September 9, 2015 Becky Lea
Anthony LaPaglia and Joan Allen as Bob and Darcy Anderson

Anthony LaPaglia and Joan Allen as Bob and Darcy Anderson

Adapted From: 'A Good Marriage' from Full Dark, No Stars by Stephen King

Starring: Joan Allen, Anthony LaPaglia, Kristen Connolly, Stephen Lang

Written By: Stephen King

Directed By: Peter Askin

 Throughout this week, I have selected adaptations of Stephen King's work that have generally been critically acclaimed and much loved by audiences. For A Good Marriage, that's not really the case. It was released to almost no fanfare last year and sunk pretty fast. Yet, I also had a certain amount of curiosity in how King and Askin adapted King's short story of the same name because it was the only story in Full Dark, No Stars that I really enjoyed, having found the collection to be a bit of a mixed bag. 

It tells the story of Darcy, the middle-aged wife of Bob Anderson and mother of two kids, a daughter about to be married and a son on the verge of business success. Seemingly, the Andersons' little slice of domestic life is practically perfect and it is dubbed 'a good marriage' at several points throughout the narrative. However, on the hunt for batteries in the garage one night, Darcy discovers her husband's secret when she happens upon a woman's ID cards in a hiding place; a woman who has recently become the latest victim of notorious New England serial killer, Beadie. The dots are quickly connected and what follows is Darcy's waking nightmare as her husband promises to stop and she promises not to turn him in for the sake of their kids.

The story itself is quite slight. There are none of the weightier themes that have been tackled in the previous posts on The Mist and Stand By Me, whilst the clash of domesticity and violence is something that King has written about elsewhere and of a higher quality.
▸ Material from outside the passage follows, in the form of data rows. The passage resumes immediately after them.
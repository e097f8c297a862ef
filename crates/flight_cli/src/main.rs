//! Flight CLI - Schedule Normalisation for Insertion Orders
//!
//! # Commands
//!
//! - `flight plan --input <file>` - Plan every line of an order
//! - `flight time <TEXT>` - Parse an air-time string
//! - `flight days <TEXT>` - Resolve a weekday descriptor
//! - `flight ros <LANGUAGE>` - Print a run-of-schedule block
//! - `flight check` - Print the effective configuration

use clap::{Parser, Subcommand};
use std::path::Path;
use tracing::info;
use tracing_subscriber::{layer::SubscriberExt, util::SubscriberInitExt, EnvFilter};

use flight_cli::commands;
use flight_cli::config::FlightConfig;
use flight_cli::Result;

/// Flight schedule normalisation CLI
#[derive(Parser)]
#[command(name = "flight")]
#[command(author, version, about, long_about = None)]
struct Cli {
    /// Enable verbose output
    #[arg(short, long, global = true)]
    verbose: bool,

    /// Configuration file path
    #[arg(short, long, global = true, default_value = "flight.toml")]
    config: String,

    #[command(subcommand)]
    command: Commands,
}

#[derive(Subcommand)]
enum Commands {
    /// Plan every line of a JSON order
    Plan {
        /// Path to order file (JSON)
        #[arg(short, long)]
        input: String,

        /// Output format (json, table)
        #[arg(short, long, default_value = "table")]
        format: String,
    },

    /// Parse an air-time string
    Time {
        /// Time text, e.g. "11-130p"
        text: String,
    },

    /// Resolve a weekday descriptor
    Days {
        /// Day text, e.g. "MTuWThF"
        text: String,
    },

    /// Print the run-of-schedule block for a language ("all" for every block)
    Ros {
        /// Language name
        language: String,
    },

    /// Check the effective configuration
    Check,
}

fn main() -> Result<()> {
    let cli = Cli::parse();

    let config = FlightConfig::load_with_env_and_validate(Path::new(&cli.config))?;

    // Initialise tracing
    let default_level = if cli.verbose {
        "debug"
    } else {
        config.log_level.as_str()
    };
    tracing_subscriber::registry()
        .with(tracing_subscriber::fmt::layer().with_writer(std::io::stderr))
        .with(EnvFilter::try_from_default_env().unwrap_or_else(|_| EnvFilter::new(default_level)))
        .init();

    if cli.verbose {
        info!("Verbose mode enabled");
    }

    match cli.command {
        Commands::Plan { input, format } => commands::plan::run(&input, &format, &config),
        Commands::Time { text } => commands::time::run(&text),
        Commands::Days { text } => commands::days::run(&text),
        Commands::Ros { language } => commands::ros::run(&language),
        Commands::Check => commands::check::run(&config, &cli.config),
    }
}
Yet Story Darcy's story is a compelling one; she's a woman caught in a moral dilemma of huge proportions. She acts as she does, by not turning in her husband and killing him in what looks like a freak accident later, to protect her family and to continue playing the protective matriarch. Her scheme pays off, but the short story's power lies in following her through this process, understanding her long relationship with her husband and the decisions that she makes after her grim discovery.
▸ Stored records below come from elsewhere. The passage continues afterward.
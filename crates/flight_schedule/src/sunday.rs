//! Sunday paid-programming carve-out.
//!
//! Sunday 6:00-7:00 AM is sold as paid programming on every channel, so a
//! line booked for exactly that hour cannot air on Sunday.

use chrono::Weekday;
use flight_core::types::TimeOfDay;
use tracing::{debug, warn};

use crate::day_pattern::DayPattern;
use crate::time_range::TimeRange;

/// End of the Sunday paid-programming hour, in minutes since midnight.
const PAID_PROGRAMMING_END: u32 = 7 * 60;

/// Returns whether `range` is exactly the 06:00-07:00 paid-programming hour.
///
/// # Examples
///
/// ```
/// use flight_schedule::sunday::is_paid_programming_hour;
/// use flight_schedule::time_range::parse_time_range;
///
/// assert!(is_paid_programming_hour(&parse_time_range("6a-7a").range));
/// assert!(!is_paid_programming_hour(&parse_time_range("6a-8a").range));
/// ```
pub fn is_paid_programming_hour(range: &TimeRange) -> bool {
    range.start() == TimeOfDay::FLOOR && range.end().minutes_since_midnight() == PAID_PROGRAMMING_END
}

/// Removes Sunday from `pattern` when `range` is the paid-programming hour.
///
/// `M-Su` becomes `M-Sa` and `Sa-Su` becomes `Sa`. Every other combination
/// is returned unchanged, including a Sunday-only pattern, which has no
/// day left to keep. Applying the rule twice gives the same result as
/// applying it once.
///
/// # Examples
///
/// ```
/// use flight_schedule::day_pattern::DayPattern;
/// use flight_schedule::sunday::apply_sunday_rule;
/// use flight_schedule::time_range::parse_time_range;
/// use chrono::Weekday;
///
/// let early = parse_time_range("6:00a-7:00a").range;
/// assert_eq!(apply_sunday_rule(DayPattern::MonSun, &early), DayPattern::MonSat);
/// assert_eq!(apply_sunday_rule(DayPattern::SatSun, &early), DayPattern::Single(Weekday::Sat));
///
/// let evening = parse_time_range("7p-8p").range;
/// assert_eq!(apply_sunday_rule(DayPattern::MonSun, &evening), DayPattern::MonSun);
/// ```
pub fn apply_sunday_rule(pattern: DayPattern, range: &TimeRange) -> DayPattern {
    if !is_paid_programming_hour(range) || !pattern.includes(Weekday::Sun) {
        return pattern;
    }

    let adjusted = match pattern {
        DayPattern::MonSun => DayPattern::MonSat,
        DayPattern::SatSun => DayPattern::Single(Weekday::Sat),
        DayPattern::Single(_) => {
            warn!(%range, "Sunday-only line booked into paid programming, left unchanged");
            return pattern;
        }
        DayPattern::MonFri | DayPattern::MonSat => return pattern,
    };

    debug!(from = %pattern, to = %adjusted, %range, "removed Sunday for paid programming");
    adjusted
}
It was therefore always going to be a difficult story to adapt, even with King adapting his own story. A vast part of the narrative is simply Darcy alone, interacting with her surroundings and making decisions that only we, the reader, are privy to. Naturally some of this is lost in the transition to the film, but King and Askin come up with some creative ways of showing Darcy's unfolding fears, chiefly through Darcy's visions of what may possibly happen. These range from the short, sharp shocks of her husband questioning her and smashing her head against the mirror, to the longer, more direct visions of news bulletins describing her story. In one particularly trippy sequence, Darcy progresses through her house as it transforms into the scene of one of her husband's victims, revealed to be her daughter.

It's in moments like these where the film stretches for something more; attempting to use the uncanny to destabilise the perfect domesticity of the 'good marriage' is a neat one, but it's never made enough of. Most of the film's clever moments are where that clash happens between a token of family life and Bob's extracurricular pursuits. Marjorie Duvall's ID cards, the latest victim, are hidden inside a box made for Bob by his daughter, Petra, for example, or agreeing that Bob not kill anymore over a takeaway pizza. Yet Darcy's white picket fenced home never warps enough for it to be truly frightening, nor does Bob ever feel like an adequate threat to her.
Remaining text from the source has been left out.